Work item:
Each record below is to be output with no change at all.

(Information given)

//! Strongly-typed identifiers.
//!
//! Identifiers are ULIDs, so rows sort by creation time. The display form
//! carries a short prefix (`usr_01H...`) that is also accepted when parsing.

use serde::{Deserialize, Serialize};
use std::fmt;
use std::str::FromStr;
use ulid::Ulid;

/// Error returned when parsing an ID from a string fails.
#[derive(Debug, Clone, PartialEq, Eq)]
pub struct ParseIdError {
    /// The type of ID that failed to parse.
    pub id_type: &'static str,
    /// The reason for the parse failure.
    pub reason: String,
}

impl fmt::Display for ParseIdError {
    fn fmt(&self, f: &mut fmt::Formatter<'_>) -> fmt::Result {
        write!(f, "failed to parse {}: {}", self.id_type, self.reason)
    }
}

impl std::error::Error for ParseIdError {}

/// Unique identifier for a user account.
#[derive(Debug, Clone, Copy, PartialEq, Eq, Hash, PartialOrd, Ord, Serialize, Deserialize)]
#[serde(transparent)]
pub struct UserId(Ulid);

impl UserId {
    const PREFIX: &'static str = "usr";

    /// Creates a new ID with a randomly generated ULID.
    #[must_use]
    pub fn new() -> Self {
        Self(Ulid::new())
    }

    /// Creates an ID from a ULID.
    #[must_use]
    pub const fn from_ulid(ulid: Ulid) -> Self {
        Self(ulid)
    }

    /// Returns the underlying ULID.
    #[must_use]
    pub const fn as_ulid(&self) -> Ulid {
        self.0
    }

    /// Returns the prefix used for display formatting.
    #[must_use]
    pub const fn prefix() -> &'static str {
        Self::PREFIX
    }
}

impl Default for UserId {
    fn default() -> Self {
        Self::new()
    }
}

impl fmt::Display for UserId {
    fn fmt(&self, f: &mut fmt::Formatter<'_>) -> fmt::Result {
        write!(f, "{}_{}", Self::PREFIX, self.0)
    }
}

impl FromStr for UserId {
    type Err = ParseIdError;

    fn from_str(s: &str) -> Result<Self, Self::Err> {
        // Raw ULIDs are accepted as well as the prefixed form.
        let ulid_str = s
            .strip_prefix(Self::PREFIX)
            .and_then(|rest| rest.strip_prefix('_'))
            .unwrap_or(s);

        Ulid::from_str(ulid_str).map(Self).map_err(|e| ParseIdError {
            id_type: "UserId",
            reason: e.to_string(),
        })
    }
}

impl From<Ulid> for UserId {
    fn from(ulid: Ulid) -> Self {
        Self(ulid)
    }
}

impl From<UserId> for Ulid {
    fn from(id: UserId) -> Self {
        id.0
    }
}

#[cfg(test)]
mod tests {
    use super::*;

    #[test]
    fn display_uses_prefix() {
        let id = UserId::new();
        assert!(id.to_string().starts_with("usr_"));
    }

    #[test]
    fn parse_with_prefix() {
        let id = UserId::new();
        let parsed: UserId = id.to_string().parse().expect("should parse");
        assert_eq!(id, parsed);
    }

    #[test]
    fn parse_without_prefix() {
        let ulid = Ulid::new();
        let id: UserId = ulid.to_string().parse().expect("should parse");
        assert_eq!(id.as_ulid(), ulid);
    }

    #[test]
    fn parse_invalid_ulid() {
        let err = "usr_not-a-ulid".parse::<UserId>().unwrap_err();
        assert_eq!(err.id_type, "UserId");
    }

    #[test]
    fn serializes_as_bare_ulid() {
        let ulid = Ulid::new();
        let json = serde_json::to_string(&UserId::from_ulid(ulid)).expect("serialize");
        assert_eq!(json, format!("\"{ulid}\""));
    }
}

(End Information given)

Task output:
//! Strongly-typed identifiers.
//!
//! Identifiers are ULIDs, so rows sort by creation time. The display form
//! carries a short prefix (`usr_01H...`) that is also accepted when parsing.

use serde::{Deserialize, Serialize};
use std::fmt;
use std::str::FromStr;
use ulid::Ulid;

/// Error returned when parsing an ID from a string fails.
#[derive(Debug, Clone, PartialEq, Eq)]
pub struct ParseIdError {
    /// The type of ID that failed to parse.
    pub id_type: &'static str,
    /// The reason for the parse failure.
    pub reason: String,
}

impl fmt::Display for ParseIdError {
    fn fmt(&self, f: &mut fmt::Formatter<'_>) -> fmt::Result {
        write!(f, "failed to parse {}: {}", self.id_type, self.reason)
    }
}

impl std::error::Error for ParseIdError {}

/// Unique identifier for a user account.
#[derive(Debug, Clone, Copy, PartialEq, Eq, Hash, PartialOrd, Ord, Serialize, Deserialize)]
#[serde(transparent)]
pub struct UserId(Ulid);

impl UserId {
    const PREFIX: &'static str = "usr";

    /// Creates a new ID with a randomly generated ULID.
    #[must_use]
    pub fn new() -> Self {
        Self(Ulid::new())
    }

    /// Creates an ID from a ULID.
    #[must_use]
    pub const fn from_ulid(ulid: Ulid) -> Self {
        Self(ulid)
    }

    /// Returns the underlying ULID.
    #[must_use]
    pub const fn as_ulid(&self) -> Ulid {
        self.0
    }

    /// Returns the prefix used for display formatting.
    #[must_use]
    pub const fn prefix() -> &'static str {
        Self::PREFIX
    }
}

impl Default for UserId {
    fn default() -> Self {
        Self::new()
    }
}

impl fmt::Display for UserId {
    fn fmt(&self, f: &mut fmt::Formatter<'_>) -> fmt::Result {
        write!(f, "{}_{}", Self::PREFIX, self.0)
    }
}

impl FromStr for UserId {
    type Err = ParseIdError;

    fn from_str(s: &str) -> Result<Self, Self::Err> {
        // Raw ULIDs are accepted as well as the prefixed form.
        let ulid_str = s
            .strip_prefix(Self::PREFIX)
            .and_then(|rest| rest.strip_prefix('_'))
            .unwrap_or(s);

        Ulid::from_str(ulid_str).map(Self).map_err(|e| ParseIdError {
            id_type: "UserId",
            reason: e.to_string(),
        })
    }
}

impl From<Ulid> for UserId {
    fn from(ulid: Ulid) -> Self {
        Self(ulid)
    }
}

impl From<UserId> for Ulid {
    fn from(id: UserId) -> Self {
        id.0
    }
}

#[cfg(test)]
mod tests {
    use super::*;

    #[test]
    fn display_uses_prefix() {
        let id = UserId::new();
        assert!(id.to_string().starts_with("usr_"));
    }

    #[test]
    fn parse_with_prefix() {
        let id = UserId::new();
        let parsed: UserId = id.to_string().parse().expect("should parse");
        assert_eq!(id, parsed);
    }

    #[test]
    fn parse_without_prefix() {
        let ulid = Ulid::new();
        let id: UserId = ulid.to_string().parse().expect("should parse");
        assert_eq!(id.as_ulid(), ulid);
    }

    #[test]
    fn parse_invalid_ulid() {
        let err = "usr_not-a-ulid".parse::<UserId>().unwrap_err();
        assert_eq!(err.id_type, "UserId");
    }

    #[test]
    fn serializes_as_bare_ulid() {
        let ulid = Ulid::new();
        let json = serde_json::to_string(&UserId::from_ulid(ulid)).expect("serialize");
        assert_eq!(json, format!("\"{ulid}\""));
    }
}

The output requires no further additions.